Project Description / Background:
One clear shift for the future in healthcare is the provision of a holistic patient-centred care, focused on the patient journey rather than on a single diseased organ or system. AI-enabled solutions that extract the multi-organ phenotype metrics from conventional medical images will be one of the enablers of this shift. This project will be an icebreaker into this vision, focusing on longitudinal changes in multi-organ metrics arising from conditions or therapies that involve changes in weight, specifically corticosteroid prescription (clinical model of weight gain) and bariatric surgery to treat obesity (both clinical models of weight loss).

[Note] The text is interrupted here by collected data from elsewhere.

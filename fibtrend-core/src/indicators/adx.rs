//! ADX: Average Directional Index (Wilder).
//!
//! Steps:
//! 1. Compute +DM and -DM from consecutive candles
//! 2. Smooth +DM, -DM, and TR using Wilder smoothing (alpha = 1/period)
//! 3. +DI = 100 * smoothed(+DM) / smoothed(TR)
//! 4. -DI = 100 * smoothed(-DM) / smoothed(TR)
//! 5. DX = 100 * |+DI - -DI| / (+DI + -DI), 0 when either denominator is 0
//! 6. ADX = Wilder-smoothed DX, seeded with the first DX
//!
//! Lookback: period. The directional smoothing is seeded over candles
//! 1..=period, so DX and ADX both start at index `period`.

use crate::domain::Candle;
use crate::indicators::wilder::{true_range, wilder_smooth};
use crate::indicators::Indicator;

#[derive(Debug, Clone)]
pub struct Adx {
    period: usize,
    name: String,
}

impl Adx {
    pub fn new(period: usize) -> Self {
        assert!(period >= 1, "ADX period must be >= 1");
        Self {
            period,
            name: format!("adx_{period}"),
        }
    }
}

/// +DM and -DM per candle. Index 0 has no previous candle and is NaN.
fn directional_movement(candles: &[Candle]) -> (Vec<f64>, Vec<f64>) {
    let n = candles.len();
    let mut plus_dm = vec![f64::NAN; n];
    let mut minus_dm = vec![f64::NAN; n];

    for i in 1..n {
        let up_move = candles[i].high - candles[i - 1].high;
        let down_move = candles[i - 1].low - candles[i].low;

        plus_dm[i] = if up_move > down_move && up_move > 0.0 {
            up_move
        } else {
            0.0
        };
        minus_dm[i] = if down_move > up_move && down_move > 0.0 {
            down_move
        } else {
            0.0
        };
    }

    (plus_dm, minus_dm)
}

impl Indicator for Adx {
    fn name(&self) -> &str {
        &self.name
    }

    fn lookback(&self) -> usize {
        self.period
    }

    fn compute(&self, candles: &[Candle]) -> Vec<f64> {
        let n = candles.len();
        if n < 2 {
            return vec![f64::NAN; n];
        }

        let (plus_dm, minus_dm) = directional_movement(candles);

        // TR[0] has no previous close; keep it out of the seed so TR and DM align.
        let mut tr = true_range(candles);
        tr[0] = f64::NAN;

        let smooth_tr = wilder_smooth(&tr, self.period, self.period);
        let smooth_plus_dm = wilder_smooth(&plus_dm, self.period, self.period);
        let smooth_minus_dm = wilder_smooth(&minus_dm, self.period, self.period);

        let mut dx = vec![f64::NAN; n];
        for i in 0..n {
            if smooth_tr[i].is_nan() || smooth_plus_dm[i].is_nan() || smooth_minus_dm[i].is_nan()
            {
                continue;
            }
            if smooth_tr[i] == 0.0 {
                dx[i] = 0.0;
                continue;
            }

            let plus_di = 100.0 * smooth_plus_dm[i] / smooth_tr[i];
            let minus_di = 100.0 * smooth_minus_dm[i] / smooth_tr[i];
            let di_sum = plus_di + minus_di;

            dx[i] = if di_sum == 0.0 {
                0.0
            } else {
                100.0 * (plus_di - minus_di).abs() / di_sum
            };
        }

        // ADX stays within [0, 100]; clamp away rounding drift.
        wilder_smooth(&dx, self.period, 1)
            .into_iter()
            .map(|v| if v.is_nan() { v } else { v.clamp(0.0, 100.0) })
            .collect()
    }
}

The main hypothesis that will be investigated is that the changes in the morphology, microstructure or other non-invasively imageable features of our internal organs induced by change in weight can predict health risks. Our main organs (e.g. heart, lungs, liver or kidneys) and their networks (e.g. vasculature or lymphatic system) adapt and respond to the needs dictated by metabolism, change in lifestyle or conditions. The goal is thus to develop AI-enabled technologies that can track these changes from conventional and quantitative multiparametric medical images, to present the holistic consequences of diabetes, steroid therapy and bariatric surgery by showing effects in multiple body parts. For this project, AI tools will include deep learning methods for the analysis of the medical images (segmentation and shape meshing) and latent subspace methods for regression of shape features with clinical factors.
The ideal background of the candidate is thus biomedical engineering or related discipline (mathematics, computer science, etc.) with special interest in medical imaging analysis.